Featured Profiles

Harnessing The Power Of Introverts

Susan Horowitz Cain is the world’s most famous introvert. She is the author of Quiet, Quiet Power, Quiet Journal and the forthcoming book Bittersweet. She is widely recognized for her book, Quiet: The Power of Introverts in a World That Can’t Stop Talking, which disputes that modern Western culture misunderstands and undervalues the traits and capabilities of introverted people.


Susan Cain is the youngest of three children and was raised in Lawrence, Nassau County, New York. She was an introvert born to introverted parents. Every weekend, their evening plans included her parents and her older siblings sitting around in the living room engrossed in their respective books. “I was probably the most extroverted of any of them,” she added.


She fell in love with the process of writing at a young age; she recalled, “When I was a kid, I spent countless sunny afternoons writing stories. I called the space under the family card table my workshop and curled up there producing ‘magazines’ — loose leaf paper stapled together — subscriptions to which I sold to indulgent family members. My friend Michelle and I sat side by side at her bedroom table, writing plays and reading them aloud to each other.”


Continuing her love affair with writing, she graduated with an A.B. in English from Princeton University in 1989. However, she later changed her career path. She says in her TedTalk, “I became a Wall Street lawyer, of all things, instead of the writer that I had always longed to be – partly because I needed to prove to myself that I could be bold and assertive too.” She graduated with a J.D. degree from Harvard Law School in 1993.

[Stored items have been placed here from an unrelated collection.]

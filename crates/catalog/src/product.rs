//! Product model.

use chrono::{DateTime, Utc};
use serde::{Deserialize, Serialize};

use stockbridge_core::{DomainError, DomainResult, Price, ProductId};

/// A catalog product. Never carries a stock quantity; that belongs to the
/// ledger and is merged in at read time (`view::combine`).
#[derive(Debug, Clone, PartialEq, Eq, Serialize, Deserialize)]
pub struct Product {
    pub id: ProductId,
    pub name: String,
    pub description: String,
    pub price: Price,
    pub created_at: DateTime<Utc>,
    pub updated_at: DateTime<Utc>,
}

/// Input for product creation.
#[derive(Debug, Clone, PartialEq, Eq, Deserialize)]
pub struct NewProduct {
    pub name: String,
    #[serde(default)]
    pub description: String,
    pub price: Price,
}

/// Input for a full product update.
#[derive(Debug, Clone, PartialEq, Eq, Deserialize)]
pub struct UpdateProduct {
    pub name: String,
    #[serde(default)]
    pub description: String,
    pub price: Price,
}

impl Product {
    /// Build a new product with a fresh identifier.
    pub fn create(input: NewProduct, now: DateTime<Utc>) -> DomainResult<Self> {
        validate_name(&input.name)?;
        Ok(Self {
            id: ProductId::new(),
            name: input.name,
            description: input.description,
            price: input.price,
            created_at: now,
            updated_at: now,
        })
    }

    /// Replace the mutable fields, keeping identity and creation time.
    pub fn apply_update(&mut self, update: UpdateProduct, now: DateTime<Utc>) -> DomainResult<()> {
        validate_name(&update.name)?;
        self.name = update.name;
        self.description = update.description;
        self.price = update.price;
        self.updated_at = now;
        Ok(())
    }
}

fn validate_name(name: &str) -> DomainResult<()> {
    if name.trim().is_empty() {
        return Err(DomainError::validation("name cannot be empty"));
    }
    Ok(())
}

#[cfg(test)]
mod tests {
    use super::*;

    fn widget() -> NewProduct {
        NewProduct {
            name: "Widget".to_string(),
            description: "A widget".to_string(),
            price: "9.99".parse().unwrap(),
        }
    }

    #[test]
    fn create_assigns_id_and_stamps() {
        let now = Utc::now();
        let product = Product::create(widget(), now).unwrap();
        assert_eq!(product.name, "Widget");
        assert_eq!(product.price, Price::from_minor_units(999));
        assert_eq!(product.created_at, now);
        assert_eq!(product.updated_at, now);
    }

    #[test]
    fn create_rejects_blank_name() {
        let mut input = widget();
        input.name = "   ".to_string();
        let err = Product::create(input, Utc::now()).unwrap_err();
        assert!(matches!(err, DomainError::Validation(_)));
    }

    #[test]
    fn update_replaces_fields_and_bumps_updated_at() {
        let created = Utc::now();
        let mut product = Product::create(widget(), created).unwrap();
        let id = product.id;

        let later = created + chrono::Duration::seconds(5);
        product
            .apply_update(
                UpdateProduct {
                    name: "Widget Mk2".to_string(),
                    description: String::new(),
                    price: "12.50".parse().unwrap(),
                },
                later,
            )
            .unwrap();

        assert_eq!(product.id, id);
        assert_eq!(product.name, "Widget Mk2");
        assert_eq!(product.price, Price::from_minor_units(1250));
        assert_eq!(product.created_at, created);
        assert_eq!(product.updated_at, later);
    }

    #[test]
    fn update_rejects_blank_name() {
        let mut product = Product::create(widget(), Utc::now()).unwrap();
        let err = product
            .apply_update(
                UpdateProduct {
                    name: String::new(),
                    description: String::new(),
                    price: Price::ZERO,
                },
                Utc::now(),
            )
            .unwrap_err();
        assert!(matches!(err, DomainError::Validation(_)));
    }
}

Cain started her career as an attorney at Cleary Gottlieb Steen & Hamilton and worked there for seven years.


“I still kept seeing how extroverts are held up as the ideal. In my law career, looking at leadership and negotiation skills, there was a belief that you had to be a certain person – a ‘take charge, get what you want’ sort of person,” says Cain.


However, this did not align with her introverted personality and she decided to reroute to her original plan to become a writer. When Cain first left her legal career, she took a leave of absence so she would have a safety net and could go back if necessary. She says this choice gave her ‘psychological freedom.’ She enrolled herself for an NYU class on creative nonfiction writing, which Cain immensely enjoyed: she felt like she was destined for this and pushed herself to achieve more.

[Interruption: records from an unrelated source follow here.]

//! Tracing/logging initialization.

use tracing_subscriber::EnvFilter;

/// Initialize tracing/logging for the process.
///
/// Safe to call multiple times (subsequent calls are no-ops).
pub fn init() {
    let filter = EnvFilter::try_from_default_env()
        .unwrap_or_else(|_| EnvFilter::new("info"));

    // JSON logs + timestamps, configurable via RUST_LOG.
    let _ = tracing_subscriber::fmt()
        .with_env_filter(filter)
        .json()
        .with_timer(tracing_subscriber::fmt::time::SystemTime)
        .with_target(false)
        .try_init();
}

Although she loved her class, she started thinking of a plan to earn a living. She soon began teaching negotiation skills (given her legal background) at a consultancy firm in the evenings while she spent her mornings pursuing her passion for writing. She started by writing short plays and short stories as a fun exercise: “It was important to me to start that way, with no financial or professional pressure around it”.

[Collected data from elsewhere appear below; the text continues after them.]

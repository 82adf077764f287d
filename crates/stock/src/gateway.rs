//! Stock gateway seam: the operations the catalog side needs from the
//! ledger, plus the failure taxonomy the retry and boundary layers key off.

use async_trait::async_trait;
use thiserror::Error;

use stockbridge_core::ProductId;

use crate::record::StockRecord;

/// Classified failure of a remote stock operation.
#[derive(Debug, Error, Clone, PartialEq, Eq)]
pub enum StockError {
    /// The ledger has no record for the product.
    #[error("stock record not found")]
    NotFound,

    /// Business rejection: requested amount exceeds the available quantity.
    /// Never retried.
    #[error("insufficient stock: {0}")]
    InsufficientStock(String),

    /// Transport-level failure (connect refused, DNS, reset). Retryable.
    #[error("stock service unreachable: {0}")]
    Unreachable(String),

    /// The per-attempt deadline elapsed. Retryable.
    #[error("stock service request timed out")]
    Timeout,

    /// Any other remote failure class.
    #[error("unexpected stock service response ({status}): {detail}")]
    Unexpected { status: u16, detail: String },
}

impl StockError {
    /// Only transport failures and timeouts are safe to retry; business
    /// responses surface immediately.
    pub fn is_transient(&self) -> bool {
        matches!(self, Self::Unreachable(_) | Self::Timeout)
    }
}

/// Remote stock operations used by the catalog service.
///
/// `HttpStockClient` is the production implementation; tests substitute a
/// recording mock.
#[async_trait]
pub trait StockGateway: Send + Sync {
    /// Upsert a ledger record for the product. Single attempt, best-effort:
    /// callers on the product-creation path observe the outcome via logs only.
    async fn create_stock(
        &self,
        product_id: ProductId,
        initial_quantity: i64,
    ) -> Result<StockRecord, StockError>;

    /// Fetch the ledger record for a product. A remote 404 is `Ok(None)`,
    /// not an error.
    async fn get_stock(&self, product_id: ProductId) -> Result<Option<StockRecord>, StockError>;

    /// Decrement-if-sufficient. Fails with `InsufficientStock` on business
    /// rejection and `NotFound` when no record exists.
    async fn reduce_stock(
        &self,
        product_id: ProductId,
        amount: i64,
    ) -> Result<StockRecord, StockError>;
}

Talking about her book Quiet, she adds, “When I first started working on [Quiet], I thought that it was an odd and idiosyncratic project, so I hoped to make a book out of it, but at the beginning I had no idea it was going to become this gigantic thing. It felt much more like an idiosyncratic personal project.”


However, soon after its release, Quiet: The Power of Introverts in a World That Can’t Stop Talking became an instant hit and has been translated into 40 languages since its inception.


Her next book, Quiet Power, was aimed at teenagers. “When Quiet came out, I got so many letters from introverted people aged 40, 50, 60, who were still carrying the wounds of childhood, of growing up as an introverted child in an extroverted culture,” said Cain. “They kept saying, ‘If only I’d known all this when I was a kid.’”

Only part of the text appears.